#### WHAT THE TASK ASKS
Start at the top of the records below and copy them exactly to the end.

#### SOURCE INFORMATION
//! Seifert ID3003-style X-ray generator controller.
//!
//! `SeifertXray` owns one adapter session and the state machine for one
//! generator. Everything a host needs goes through three calls:
//!
//! - [`SeifertXray::apply_write`] validates a field value against the current
//!   state and range, then sends it (or stores it for a later action).
//! - [`SeifertXray::poll_once`] reads every telemetry field once and returns the
//!   refreshed [`Snapshot`]. A malformed reply skips that field only; a timeout
//!   or connection failure aborts the poll.
//! - [`SeifertXray::invoke_command`] runs a parameterless [`Action`].
//!
//! All three hold the controller lock for their whole duration, so a poll and a
//! write never interleave on the wire. Poll cadence is up to the caller.
//!
//! ## Configuration Example
//!
//! ```toml
//! [instrument]
//! id = "xrd-lab"
//! host = "192.168.1.20"
//! port = 10001
//! timeout_ms = 1000
//!
//! [units]
//! current_wire_per_display = 1000  # µA on the wire, mA for operators
//! voltage_wire_per_display = 1000  # V on the wire, kV for operators
//! ```

use super::fields::{Action, FieldValue, PolledField, Setpoints, WritableField};
use super::state::{InstrumentState, InstrumentStateMachine, Transition};
use crate::adapters::{Adapter, TcpAdapterBuilder};
use crate::config::{UnitSettings, XrayConfig};
use crate::error::{FormatErrorKind, XrayError, XrayResult};
use crate::protocol::codec::{format_setpoint, template_vars};
use crate::protocol::status_word::{self, map_for, DecodedStatusWord};
use crate::protocol::{Alias, Hms, ReplyValue};
use chrono::{DateTime, Utc};
use serde::Serialize;
use std::collections::{BTreeMap, HashMap};
use std::sync::Arc;
use tokio::sync::{broadcast, Mutex};
use tracing::{debug, error, info, warn};

const EVENT_CAPACITY: usize = 64;

/// Notifications for the host.
#[derive(Debug, Clone, PartialEq, Serialize)]
pub enum InstrumentEvent {
    StateChanged {
        from: InstrumentState,
        to: InstrumentState,
        transition: Transition,
    },
    Fault {
        code: i32,
        message: String,
    },
    /// A polled field was skipped because its reply was malformed.
    FieldError {
        field: String,
        error: String,
    },
    ConnectionLost {
        error: String,
    },
}

/// Target and actual value of one quantity.
#[derive(Debug, Clone, Copy, Default, PartialEq, Eq, Serialize)]
pub struct SetpointPair {
    /// Target in display units (mA or kV).
    pub target: i32,
    /// Measured value in display units.
    pub actual: i32,
    /// Target in wire units (µA or V), as reported.
    pub target_raw: i32,
    /// Measured value in wire units.
    pub actual_raw: i32,
}

#[derive(Debug, Clone, Copy, Default, PartialEq, Eq, Serialize)]
pub struct ExposureTimer {
    pub target: Hms,
    pub actual: Hms,
    pub target_seconds: i32,
    pub actual_seconds: i32,
}

/// Water flow in Hz: alarm threshold (`SR:14`) and measured rate (`SR:15`).
#[derive(Debug, Clone, Copy, Default, PartialEq, Eq, Serialize)]
pub struct WaterFlow {
    pub minimum: i32,
    pub actual: i32,
}

#[derive(Debug, Clone, PartialEq, Eq, Serialize)]
pub struct FieldFault {
    pub field: String,
    pub error: String,
}

/// Latest known telemetry. Fields whose last read failed keep their previous
/// value.
#[derive(Debug, Clone, Default, PartialEq, Serialize)]
pub struct Snapshot {
    /// Instrument id from the configuration.
    pub id: String,
    /// Completion time of the last successful poll; `None` before the first.
    pub timestamp: Option<DateTime<Utc>>,
    pub state: InstrumentState,
    pub current: SetpointPair,
    pub voltage: SetpointPair,
    pub exposure_timer: ExposureTimer,
    /// Raw `SR:12` value; 0 and the configured non-fault codes are not faults.
    pub fault_code: i32,
    pub fault_message: String,
    /// Decoded bit-field status words keyed by `SR` number.
    pub status_words: BTreeMap<u8, DecodedStatusWord>,
    /// Beam shutter 3, from status word 4.
    pub beam_shutter_open: Option<bool>,
    pub water_flow: WaterFlow,
    /// Remaining warm-up time in seconds (`WT`).
    pub warmup_time: i32,
    pub focus: String,
    pub anode: String,
    /// Fields skipped in the most recent poll.
    pub errors: Vec<FieldFault>,
}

#### OUTPUT FOR THIS TASK
//! Seifert ID3003-style X-ray generator controller.
//!
//! `SeifertXray` owns one adapter session and the state machine for one
//! generator. Everything a host needs goes through three calls:
//!
//! - [`SeifertXray::apply_write`] validates a field value against the current
//!   state and range, then sends it (or stores it for a later action).
//! - [`SeifertXray::poll_once`] reads every telemetry field once and returns the
//!   refreshed [`Snapshot`]. A malformed reply skips that field only; a timeout
//!   or connection failure aborts the poll.
//! - [`SeifertXray::invoke_command`] runs a parameterless [`Action`].
//!
//! All three hold the controller lock for their whole duration, so a poll and a
//! write never interleave on the wire. Poll cadence is up to the caller.
//!
//! ## Configuration Example
//!
//! ```toml
//! [instrument]
//! id = "xrd-lab"
//! host = "192.168.1.20"
//! port = 10001
//! timeout_ms = 1000
//!
//! [units]
//! current_wire_per_display = 1000  # µA on the wire, mA for operators
//! voltage_wire_per_display = 1000  # V on the wire, kV for operators
//! ```

use super::fields::{Action, FieldValue, PolledField, Setpoints, WritableField};
use super::state::{InstrumentState, InstrumentStateMachine, Transition};
use crate::adapters::{Adapter, TcpAdapterBuilder};
use crate::config::{UnitSettings, XrayConfig};
use crate::error::{FormatErrorKind, XrayError, XrayResult};
use crate::protocol::codec::{format_setpoint, template_vars};
use crate::protocol::status_word::{self, map_for, DecodedStatusWord};
use crate::protocol::{Alias, Hms, ReplyValue};
use chrono::{DateTime, Utc};
use serde::Serialize;
use std::collections::{BTreeMap, HashMap};
use std::sync::Arc;
use tokio::sync::{broadcast, Mutex};
use tracing::{debug, error, info, warn};

const EVENT_CAPACITY: usize = 64;

/// Notifications for the host.
#[derive(Debug, Clone, PartialEq, Serialize)]
pub enum InstrumentEvent {
    StateChanged {
        from: InstrumentState,
        to: InstrumentState,
        transition: Transition,
    },
    Fault {
        code: i32,
        message: String,
    },
    /// A polled field was skipped because its reply was malformed.
    FieldError {
        field: String,
        error: String,
    },
    ConnectionLost {
        error: String,
    },
}

/// Target and actual value of one quantity.
#[derive(Debug, Clone, Copy, Default, PartialEq, Eq, Serialize)]
pub struct SetpointPair {
    /// Target in display units (mA or kV).
    pub target: i32,
    /// Measured value in display units.
    pub actual: i32,
    /// Target in wire units (µA or V), as reported.
    pub target_raw: i32,
    /// Measured value in wire units.
    pub actual_raw: i32,
}

#[derive(Debug, Clone, Copy, Default, PartialEq, Eq, Serialize)]
pub struct ExposureTimer {
    pub target: Hms,
    pub actual: Hms,
    pub target_seconds: i32,
    pub actual_seconds: i32,
}

/// Water flow in Hz: alarm threshold (`SR:14`) and measured rate (`SR:15`).
#[derive(Debug, Clone, Copy, Default, PartialEq, Eq, Serialize)]
pub struct WaterFlow {
    pub minimum: i32,
    pub actual: i32,
}

#[derive(Debug, Clone, PartialEq, Eq, Serialize)]
pub struct FieldFault {
    pub field: String,
    pub error: String,
}

/// Latest known telemetry. Fields whose last read failed keep their previous
/// value.
#[derive(Debug, Clone, Default, PartialEq, Serialize)]
pub struct Snapshot {
    /// Instrument id from the configuration.
    pub id: String,
    /// Completion time of the last successful poll; `None` before the first.
    pub timestamp: Option<DateTime<Utc>>,
    pub state: InstrumentState,
    pub current: SetpointPair,
    pub voltage: SetpointPair,
    pub exposure_timer: ExposureTimer,
    /// Raw `SR:12` value; 0 and the configured non-fault codes are not faults.
    pub fault_code: i32,
    pub fault_message: String,
    /// Decoded bit-field status words keyed by `SR` number.
    pub status_words: BTreeMap<u8, DecodedStatusWord>,
    /// Beam shutter 3, from status word 4.
    pub beam_shutter_open: Option<bool>,
    pub water_flow: WaterFlow,
    /// Remaining warm-up time in seconds (`WT`).
    pub warmup_time: i32,
    pub focus: String,
    pub anode: String,
    /// Fields skipped in the most recent poll.
    pub errors: Vec<FieldFault>,
}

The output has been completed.